(Exercise brief):
The entries below contain a stretch that opens with the line containing "pub fn from_naive(date: NaiveDate)" and closes with the line containing "pub fn last_day(&self)"; set down that stretch exactly, both ends included, and nothing else.

(Stored data entries)
--------------------------------

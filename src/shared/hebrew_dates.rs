//! Date-token normalization for Hebrew queries.
//!
//! Accepted shapes: numeric day-first dates (`/`, `.` or `-`), ISO dates,
//! month/year, bare years, Hebrew month names with a year, and relative
//! expressions ("היום", "לפני 3 ימים", "שנתיים"). Anything else yields `None`;
//! callers treat that as "no date constraint".

use chrono::{Datelike, Duration, Local, Months, NaiveDate};
use once_cell::sync::Lazy;
use regex::Regex;
use std::fmt;

static NUMERIC_DATE_PATTERN: Lazy<Regex> =
    Lazy::new(|| Regex::new(r"^(\d{1,2})[./-](\d{1,2})[./-](\d{4}|\d{2})$").unwrap());

static ISO_DATE_PATTERN: Lazy<Regex> =
    Lazy::new(|| Regex::new(r"^(\d{4})-(\d{1,2})-(\d{1,2})$").unwrap());

static MONTH_YEAR_PATTERN: Lazy<Regex> =
    Lazy::new(|| Regex::new(r"^(\d{1,2})[./](\d{4})$").unwrap());

static YEAR_PATTERN: Lazy<Regex> = Lazy::new(|| Regex::new(r"^(\d{4})$").unwrap());

static HEBREW_MONTH_PATTERN: Lazy<Regex> = Lazy::new(|| {
    Regex::new(r"^(?:(\d{1,2})\s+)?(?:ב-?)?(\p{Hebrew}+)\s+(?:שנת\s+)?(\d{4}|\d{2})$").unwrap()
});

static RELATIVE_PATTERN: Lazy<Regex> = Lazy::new(|| {
    Regex::new(r"^(?:לפני\s+)?(\d+)\s+(יום|ימים|שבוע|שבועות|חודש|חודשים|שנה|שנים)$").unwrap()
});

static LEADING_WORD_PATTERN: Lazy<Regex> =
    Lazy::new(|| Regex::new(r"^(?:בשנת|שנת|בתאריך|מתאריך|תאריך|עד|החל מ-?)\s*").unwrap());

static LETTER_PREFIX_PATTERN: Lazy<Regex> = Lazy::new(|| Regex::new(r"^[במל]-?(\d)").unwrap());

const HEBREW_MONTHS: [(&str, u32); 13] = [
    ("ינואר", 1),
    ("פברואר", 2),
    ("מרץ", 3),
    ("מרס", 3),
    ("אפריל", 4),
    ("מאי", 5),
    ("יוני", 6),
    ("יולי", 7),
    ("אוגוסט", 8),
    ("ספטמבר", 9),
    ("אוקטובר", 10),
    ("נובמבר", 11),
    ("דצמבר", 12),
];

const MIN_YEAR: i32 = 1948;
const MAX_YEAR: i32 = 2100;

#[derive(Debug, Clone, Copy, PartialEq, Eq)]
pub struct CanonicalDate {
    pub year: i32,
    pub month: Option<u32>,
    pub day: Option<u32>,
}

impl CanonicalDate {
    pub fn year(year: i32) -> Option<Self> {
        (MIN_YEAR..=MAX_YEAR).contains(&year).then_some(Self {
            year,
            month: None,
            day: None,
        })
    }

    pub fn month(year: i32, month: u32) -> Option<Self> {
        NaiveDate::from_ymd_opt(year, month, 1)?;
        Self::year(year).map(|date| Self {
            month: Some(month),
            ..date
        })
    }

    pub fn full(year: i32, month: u32, day: u32) -> Option<Self> {
        NaiveDate::from_ymd_opt(year, month, day)?;
        Self::year(year).map(|date| Self {
            month: Some(month),
            day: Some(day),
            ..date
        })
    }

    pub fn from_naive(date: NaiveDate) -> Option<Self> {
        Self::full(date.year(), date.month(), date.day())
    }

    /// First calendar day covered by this date.
    pub fn first_day(&self) -> Option<NaiveDate> {
        NaiveDate::from_ymd_opt(self.year, self.month.unwrap_or(1), self.day.unwrap_or(1))
    }

    /// Last calendar day covered by this date.
    pub fn last_day(&self) -> Option<NaiveDate> {
        match (self.month, self.day) {
            (Some(month), Some(day)) => NaiveDate::from_ymd_opt(self.year, month, day),
            (Some(month), None) => NaiveDate::from_ymd_opt(self.year, month, 1)?
                .checked_add_months(Months::new(1))?
                .pred_opt(),
            _ => NaiveDate::from_ymd_opt(self.year, 12, 31),
        }
    }
}

impl fmt::Display for CanonicalDate {
    fn fmt(&self, f: &mut fmt::Formatter<'_>) -> fmt::Result {
        match (self.month, self.day) {
            (Some(month), Some(day)) => write!(f, "{:04}-{:02}-{:02}", self.year, month, day),
            (Some(month), None) => write!(f, "{:04}-{:02}", self.year, month),
            _ => write!(f, "{:04}", self.year),
        }
    }
}

fn expand_year(raw: &str) -> Option<i32> {
    let value: i32 = raw.parse().ok()?;
    if raw.len() == 2 {
        Some(2000 + value)
    } else {
        Some(value)
    }
}

fn hebrew_month(word: &str) -> Option<u32> {
    HEBREW_MONTHS
        .iter()
        .find(|(name, _)| *name == word)
        .map(|(_, month)| *month)
}

fn relative_date(token: &str, today: NaiveDate) -> Option<NaiveDate> {
    let token = token.strip_prefix("לפני ").unwrap_or(token).trim();
    match token {
        "היום" => return Some(today),
        "אתמול" => return today.pred_opt(),
        "שלשום" => return today.checked_sub_signed(Duration::days(2)),
        "יום" => return today.pred_opt(),
        "יומיים" => return today.checked_sub_signed(Duration::days(2)),
        "שבוע" => return today.checked_sub_signed(Duration::weeks(1)),
        "שבועיים" => return today.checked_sub_signed(Duration::weeks(2)),
        "חודש" => return today.checked_sub_months(Months::new(1)),
        "חודשיים" => return today.checked_sub_months(Months::new(2)),
        "שנה" => return today.checked_sub_months(Months::new(12)),
        "שנתיים" => return today.checked_sub_months(Months::new(24)),
        _ => {}
    }

    let caps = RELATIVE_PATTERN.captures(token)?;
    let amount: u32 = caps[1].parse().ok()?;
    match &caps[2] {
        "יום" | "ימים" => today.checked_sub_signed(Duration::days(i64::from(amount))),
        "שבוע" | "שבועות" => today.checked_sub_signed(Duration::weeks(i64::from(amount))),
        "חודש" | "חודשים" => today.checked_sub_months(Months::new(amount)),
        _ => today.checked_sub_months(Months::new(amount.checked_mul(12)?)),
    }
}

/// Normalizes a date token against the local clock.
pub fn normalize_date(token: &str) -> Option<CanonicalDate> {
    normalize_date_at(token, Local::now().date_naive())
}

/// Normalizes a date token relative to `today`.
pub fn normalize_date_at(token: &str, today: NaiveDate) -> Option<CanonicalDate> {
    let token = token.trim();
    if token.is_empty() {
        return None;
    }

    match token {
        "השנה" => return CanonicalDate::year(today.year()),
        "שנה שעברה" | "השנה שעברה" | "בשנה שעברה" => {
            return CanonicalDate::year(today.year() - 1)
        }
        _ => {}
    }

    if let Some(date) = relative_date(token, today) {
        return CanonicalDate::from_naive(date);
    }

    let token = LEADING_WORD_PATTERN.replace(token, "");
    let token = LETTER_PREFIX_PATTERN.replace(token.trim(), "$1");
    let token = token.trim();

    if let Some(caps) = ISO_DATE_PATTERN.captures(token) {
        return CanonicalDate::full(
            caps[1].parse().ok()?,
            caps[2].parse().ok()?,
            caps[3].parse().ok()?,
        );
    }

    if let Some(caps) = NUMERIC_DATE_PATTERN.captures(token) {
        return CanonicalDate::full(
            expand_year(&caps[3])?,
            caps[2].parse().ok()?,
            caps[1].parse().ok()?,
        );
    }

    if let Some(caps) = MONTH_YEAR_PATTERN.captures(token) {
        return CanonicalDate::month(caps[2].parse().ok()?, caps[1].parse().ok()?);
    }

    if let Some(caps) = YEAR_PATTERN.captures(token) {
        return CanonicalDate::year(caps[1].parse().ok()?);
    }

    if let Some(caps) = HEBREW_MONTH_PATTERN.captures(token) {
        let month = hebrew_month(&caps[2])?;
        let year = expand_year(&caps[3])?;
        return match caps.get(1) {
            Some(day) => CanonicalDate::full(year, month, day.as_str().parse().ok()?),
            None => CanonicalDate::month(year, month),
        };
    }

    None
}

#[cfg(test)]
mod tests {
    use super::*;

    fn today() -> NaiveDate {
        NaiveDate::from_ymd_opt(2024, 3, 20).unwrap()
    }

    fn render(token: &str) -> Option<String> {
        normalize_date_at(token, today()).map(|d| d.to_string())
    }

    #[test]
    fn test_numeric_separators_agree() {
        let expected = Some("2023-03-15".to_string());
        assert_eq!(render("15/03/2023"), expected);
        assert_eq!(render("15.03.2023"), expected);
        assert_eq!(render("15-03-2023"), expected);
        assert_eq!(render("2023-03-15"), expected);
    }

    #[test]
    fn test_two_digit_year_is_2000s() {
        assert_eq!(render("1/2/23").as_deref(), Some("2023-02-01"));
    }

    #[test]
    fn test_year_and_month_forms() {
        assert_eq!(render("2021").as_deref(), Some("2021"));
        assert_eq!(render("בשנת 2021").as_deref(), Some("2021"));
        assert_eq!(render("03/2022").as_deref(), Some("2022-03"));
        assert_eq!(render("מרץ 2023").as_deref(), Some("2023-03"));
        assert_eq!(render("בינואר 2020").as_deref(), Some("2020-01"));
        assert_eq!(render("15 במרץ 2023").as_deref(), Some("2023-03-15"));
    }

    #[test]
    fn test_relative_forms() {
        assert_eq!(render("היום").as_deref(), Some("2024-03-20"));
        assert_eq!(render("אתמול").as_deref(), Some("2024-03-19"));
        assert_eq!(render("שלשום").as_deref(), Some("2024-03-18"));
        assert_eq!(render("לפני 3 ימים").as_deref(), Some("2024-03-17"));
        assert_eq!(render("לפני שבועיים").as_deref(), Some("2024-03-06"));
        assert_eq!(render("לפני 2 חודשים").as_deref(), Some("2024-01-20"));
        assert_eq!(render("שנתיים").as_deref(), Some("2022-03-20"));
        assert_eq!(render("השנה").as_deref(), Some("2024"));
        assert_eq!(render("בשנה שעברה").as_deref(), Some("2023"));
    }

    #[test]
    fn test_unparseable_is_absent() {
        assert_eq!(render("31/02/2023"), None);
        assert_eq!(render("13/13/2023"), None);
        assert_eq!(render("מחר בבוקר"), None);
        assert_eq!(render(""), None);
        assert_eq!(render("1066"), None);
    }

    #[test]
    fn test_range_bounds() {
        let month = CanonicalDate::month(2024, 2).unwrap();
        assert_eq!(month.first_day(), NaiveDate::from_ymd_opt(2024, 2, 1));
        assert_eq!(month.last_day(), NaiveDate::from_ymd_opt(2024, 2, 29));

        let year = CanonicalDate::year(2023).unwrap();
        assert_eq!(year.last_day(), NaiveDate::from_ymd_opt(2023, 12, 31));
    }
}
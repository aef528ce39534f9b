//! Built-in templates.
//!
//! Every pattern is anchored at both ends. An optional run of question words
//! ("מה", "הצג", "את", "כל", ...) is accepted before the body. Capture layouts
//! are listed per template; SQL builders index into the normalized captures.

use regex::Captures;
use serde_json::{json, Value};

use super::TemplateSpec;
use crate::domain::decision_schema::{
    CARD_COLUMNS, DECISIONS_TABLE, DECLARATIVE, LIST_COLUMNS, OPERATIVE,
};
use crate::domain::query::ExpectedResultType;
use crate::shared::hebrew_dates::{normalize_date, CanonicalDate};
use crate::shared::ordinals::convert_ordinal;
use crate::shared::phrasing::{prime_minister_marker, topic_marker};
use crate::shared::tag_matcher::match_tag;

const LIST_LIMIT: i64 = 50;
const DEFAULT_LATEST: i64 = 10;
const MAX_LATEST: i64 = 50;

/// Words that signal the topic capture swallowed another constraint.
const TOPIC_STOPWORDS: [&str; 12] = [
    "של", "ממשלה", "הממשלה", "ממשלת", "החלטות", "ההחלטות", "החלטה", "קיבלה", "התקבלו",
    "שנה", "שנת", "בשנת",
];

fn group(caps: &Captures, index: usize) -> Option<String> {
    caps.get(index)
        .map(|m| m.as_str().trim().to_string())
        .filter(|s| !s.is_empty())
}

fn number(caps: &Captures, index: usize) -> Option<String> {
    group(caps, index)?.parse::<u32>().ok().map(|n| n.to_string())
}

/// Resolved policy tag, or the cleaned free text when no tag is close enough.
fn topic(caps: &Captures, index: usize) -> Option<String> {
    let raw = group(caps, index)?;
    let raw = raw.trim_matches(|c: char| c == '"' || c == '\'' || c == '-').trim();
    if raw.is_empty() || raw.chars().any(|c| c.is_ascii_digit()) {
        return None;
    }
    if raw.split_whitespace().any(|word| TOPIC_STOPWORDS.contains(&word)) {
        return None;
    }
    Some(
        match_tag(raw)
            .map(str::to_string)
            .unwrap_or_else(|| raw.to_string()),
    )
}

fn person(caps: &Captures, index: usize) -> Option<String> {
    let name = group(caps, index)?;
    if name
        .split_whitespace()
        .any(|word| TOPIC_STOPWORDS.contains(&word) || word == "ראש")
    {
        return None;
    }
    Some(name)
}

fn bounds(date: CanonicalDate) -> Option<(String, String)> {
    let first = date.first_day()?;
    let last = date.last_day()?;
    Some((
        first.format("%Y-%m-%d").to_string(),
        last.format("%Y-%m-%d").to_string(),
    ))
}

fn year_bounds(caps: &Captures, index: usize) -> Option<(String, String)> {
    let year = group(caps, index)?.parse::<i32>().ok()?;
    bounds(CanonicalDate::year(year)?)
}

fn date_bounds(caps: &Captures, index: usize) -> Option<(String, String)> {
    bounds(normalize_date(&group(caps, index)?)?)
}

/// `(from, to)` spanning two date tokens; rejects reversed ranges.
fn range_bounds(caps: &Captures, from: usize, to: usize) -> Option<(String, String)> {
    let (start, _) = date_bounds(caps, from)?;
    let (_, end) = date_bounds(caps, to)?;
    (start <= end).then_some((start, end))
}

fn topic_filter(n: usize) -> String {
    format!(
        "(tags_policy_area ILIKE ${0} OR decision_title ILIKE ${0} OR summary ILIKE ${0})",
        n
    )
}

fn ilike(value: &str) -> Value {
    json!(format!("%{}%", value))
}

--------------------------------

(Output of the task):
    pub fn from_naive(date: NaiveDate) -> Option<Self> {
        Self::full(date.year(), date.month(), date.day())
    }

    /// First calendar day covered by this date.
    pub fn first_day(&self) -> Option<NaiveDate> {
        NaiveDate::from_ymd_opt(self.year, self.month.unwrap_or(1), self.day.unwrap_or(1))
    }

    /// Last calendar day covered by this date.
    pub fn last_day(&self) -> Option<NaiveDate> {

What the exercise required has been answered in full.